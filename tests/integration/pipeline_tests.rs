//! Integration tests for the extraction pipeline
//!
//! These tests use wiremock to serve result pages to the HTTP navigator and
//! run the full cycle end-to-end: open the listing URL, walk the pages,
//! extract records, and write the CSV file.

use job_listing_scraper::config::{validate, Backend, Config};
use job_listing_scraper::navigator::{HttpNavigator, Navigator};
use job_listing_scraper::output::{result_path, write_records};
use job_listing_scraper::{ListingRecord, Pipeline, RunRecorder, ScrapeError, Termination};
use wiremock::matchers::{method, path};
use wiremock::{Mock, MockServer, ResponseTemplate};

/// Creates a direct-URL, HTTP-backend configuration pointing at the mock server
fn create_test_config(base_url: &str, page_limit: u32) -> Config {
    let mut config = Config::default();
    config.run.page_limit = page_limit;
    config.run.direct_url = true;
    config.browser.backend = Backend::Http;
    config.browser.settle_delay_ms = 0;
    config.site.direct_url_template =
        format!("{}/list/kw{{keyword}}/?jobsearchType=14&searchType=18", base_url);
    config
}

fn listing(name: &str, salary: Option<&str>) -> String {
    let salary_row = salary
        .map(|s| format!("<tr><th>初年度年収</th><td>{}</td></tr>", s))
        .unwrap_or_default();
    format!(
        r#"<div class="cassetteRecruit">
            <h3 class="cassetteRecruit__name">{name}</h3>
            <p class="cassetteRecruit__copy">{name} is hiring</p>
            <span class="labelEmploymentStatus">正社員</span>
            <table><tr><th>勤務地</th><td>東京都</td></tr>{salary_row}</table>
        </div>"#
    )
}

/// A listing whose tagline is missing
fn listing_without_tagline(name: &str) -> String {
    format!(
        r#"<div class="cassetteRecruit">
            <h3 class="cassetteRecruit__name">{name}</h3>
            <span class="labelEmploymentStatus">契約社員</span>
            <table><tr><th>初年度年収</th><td>350万円</td></tr></table>
        </div>"#
    )
}

fn results_page(listings: &[String], next_href: Option<&str>) -> String {
    let next = next_href
        .map(|href| format!(r#"<a class="iconFont--arrowLeft" href="{}">次へ</a>"#, href))
        .unwrap_or_default();
    format!(
        "<html><head><title>求人一覧</title></head><body>{}{}</body></html>",
        listings.concat(),
        next
    )
}

async fn mount_page(server: &MockServer, page_path: &str, body: String) {
    Mock::given(method("GET"))
        .and(path(page_path))
        .respond_with(
            ResponseTemplate::new(200)
                .set_body_string(body)
                .insert_header("content-type", "text/html; charset=utf-8"),
        )
        .mount(server)
        .await;
}

/// Three result pages; the second one links back with an absolute path
async fn mount_three_pages(server: &MockServer) {
    mount_page(
        server,
        "/list/kwrust/",
        results_page(
            &[
                listing("株式会社アルファ", Some("400万円～600万円")),
                listing_without_tagline("Broken Inc."),
                listing("Beta LLC", None),
            ],
            Some("pg2/"),
        ),
    )
    .await;
    mount_page(
        server,
        "/list/kwrust/pg2/",
        results_page(&[listing("Gamma KK", Some("500万円"))], Some("/list/kwrust/pg3/")),
    )
    .await;
    mount_page(
        server,
        "/list/kwrust/pg3/",
        results_page(&[listing("Delta", None)], None),
    )
    .await;
}

async fn run_pipeline(
    config: Config,
    keyword: &str,
) -> (Result<job_listing_scraper::RunReport, ScrapeError>, RunRecorder) {
    validate(&config).expect("test config should be valid");
    let navigator = HttpNavigator::new(&config.browser).expect("Failed to build client");
    let mut pipeline = Pipeline::new(config, navigator).expect("Failed to build pipeline");
    let mut recorder = RunRecorder::new();

    let result = pipeline.run(keyword, &mut recorder).await;
    pipeline.navigator_mut().close().await.unwrap();
    (result, recorder)
}

fn names(records: &[ListingRecord]) -> Vec<&str> {
    records.iter().map(|r| r.company_name.as_str()).collect()
}

#[tokio::test]
async fn test_full_run_until_last_page() {
    let mock_server = MockServer::start().await;
    mount_three_pages(&mock_server).await;

    let config = create_test_config(&mock_server.uri(), 5);
    let (result, recorder) = run_pipeline(config, "rust").await;
    let report = result.expect("run should succeed");

    assert_eq!(report.termination, Termination::LastPage);
    assert_eq!(report.pages_visited, 3);
    assert_eq!(
        names(recorder.records()),
        vec!["株式会社アルファ", "Beta LLC", "Gamma KK", "Delta"]
    );

    let stats = recorder.stats();
    assert_eq!((stats.attempted, stats.succeeded, stats.failed), (5, 4, 1));
    assert!(stats.is_consistent());

    let first = &recorder.records()[0];
    assert_eq!(first.tagline, "株式会社アルファ is hiring");
    assert_eq!(first.employment_status, "正社員");
    assert_eq!(first.first_year_salary.as_deref(), Some("400万円～600万円"));
    assert_eq!(recorder.records()[1].first_year_salary, None);
}

#[tokio::test]
async fn test_page_limit_stops_with_next_link_present() {
    let mock_server = MockServer::start().await;
    mount_three_pages(&mock_server).await;

    let config = create_test_config(&mock_server.uri(), 1);
    let (result, recorder) = run_pipeline(config, "rust").await;
    let report = result.expect("run should succeed");

    assert_eq!(report.termination, Termination::PageLimit { limit: 1 });
    assert_eq!(names(recorder.records()), vec!["株式会社アルファ", "Beta LLC"]);
    let stats = recorder.stats();
    assert_eq!((stats.attempted, stats.succeeded, stats.failed), (3, 2, 1));

    // only the first page was requested
    let requests = mock_server.received_requests().await.unwrap();
    assert_eq!(requests.len(), 1);
}

#[tokio::test]
async fn test_failures_are_logged_with_name() {
    let mock_server = MockServer::start().await;
    mount_three_pages(&mock_server).await;

    let config = create_test_config(&mock_server.uri(), 1);
    let (_, recorder) = run_pipeline(config, "rust").await;

    let failure = recorder
        .lines()
        .iter()
        .find(|l| l.message.starts_with("[failure]"))
        .expect("failure should be logged");
    assert!(failure.message.contains("Broken Inc."));
    assert!(failure.to_string().starts_with("[log: "));
}

#[tokio::test]
async fn test_missing_page_is_fatal_but_keeps_records() {
    let mock_server = MockServer::start().await;
    mount_page(
        &mock_server,
        "/list/kwrust/",
        results_page(&[listing("Only One", None)], Some("/nowhere/")),
    )
    .await;

    let config = create_test_config(&mock_server.uri(), 5);
    let (result, recorder) = run_pipeline(config, "rust").await;

    assert!(matches!(result, Err(ScrapeError::Navigation(_))));
    assert_eq!(names(recorder.records()), vec!["Only One"]);
}

#[tokio::test]
async fn test_results_written_as_bom_csv() {
    let mock_server = MockServer::start().await;
    mount_three_pages(&mock_server).await;
    let temp_dir = tempfile::tempdir().expect("Failed to create temp dir");

    let config = create_test_config(&mock_server.uri(), 5);
    let (result, recorder) = run_pipeline(config, "rust").await;
    result.expect("run should succeed");

    let csv_path = result_path(temp_dir.path(), "rust", "2024-01-02-03-04-05");
    assert!(csv_path.ends_with("exp_list_rust_2024-01-02-03-04-05.csv"));
    write_records(recorder.records(), &csv_path).expect("Failed to write CSV");

    let bytes = std::fs::read(&csv_path).unwrap();
    assert!(bytes.starts_with(b"\xEF\xBB\xBF"));

    let mut reader = csv::Reader::from_reader(&bytes[3..]);
    let headers = reader.headers().unwrap().clone();
    assert_eq!(
        headers.iter().collect::<Vec<_>>(),
        vec!["company_name", "tagline", "employment_status", "first_year_salary"]
    );

    let rows: Vec<csv::StringRecord> = reader.records().map(|r| r.unwrap()).collect();
    assert_eq!(rows.len(), 4);
    assert_eq!(&rows[0][0], "株式会社アルファ");
    assert_eq!(&rows[0][3], "400万円～600万円");
    assert_eq!(&rows[1][0], "Beta LLC");
    assert_eq!(&rows[1][3], "");
}

#[tokio::test]
async fn test_empty_run_writes_header_only() {
    let mock_server = MockServer::start().await;
    mount_page(&mock_server, "/list/kwnothing/", results_page(&[], None)).await;
    let temp_dir = tempfile::tempdir().expect("Failed to create temp dir");

    let config = create_test_config(&mock_server.uri(), 5);
    let (result, recorder) = run_pipeline(config, "nothing").await;
    let report = result.expect("run should succeed");

    assert_eq!(report.termination, Termination::LastPage);
    assert_eq!(recorder.stats().attempted, 0);

    let csv_path = temp_dir.path().join("out.csv");
    write_records(recorder.records(), &csv_path).unwrap();
    let content = std::fs::read_to_string(&csv_path).unwrap();
    assert_eq!(
        content.trim_start_matches('\u{feff}').trim_end(),
        "company_name,tagline,employment_status,first_year_salary"
    );
}
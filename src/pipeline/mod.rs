//! Extraction pipeline
//!
//! This module contains the run loop and its parts:
//! - Listing collection with per-listing failure isolation
//! - Pagination and termination detection
//! - The driver that opens the search and walks the result pages

mod collector;
mod coordinator;
mod pagination;

pub use collector::ListingCollector;
pub use coordinator::{Pipeline, RunReport};
pub use pagination::{PaginationController, PaginationState, Step, Termination};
* * * * * * * * *
§ Required action: Copy all lines of the preceding data that hold the word "HttpNavigator".

§ Exercise response:
use job_listing_scraper::navigator::{HttpNavigator, Navigator};
    let navigator = HttpNavigator::new(&config.browser).expect("Failed to build client");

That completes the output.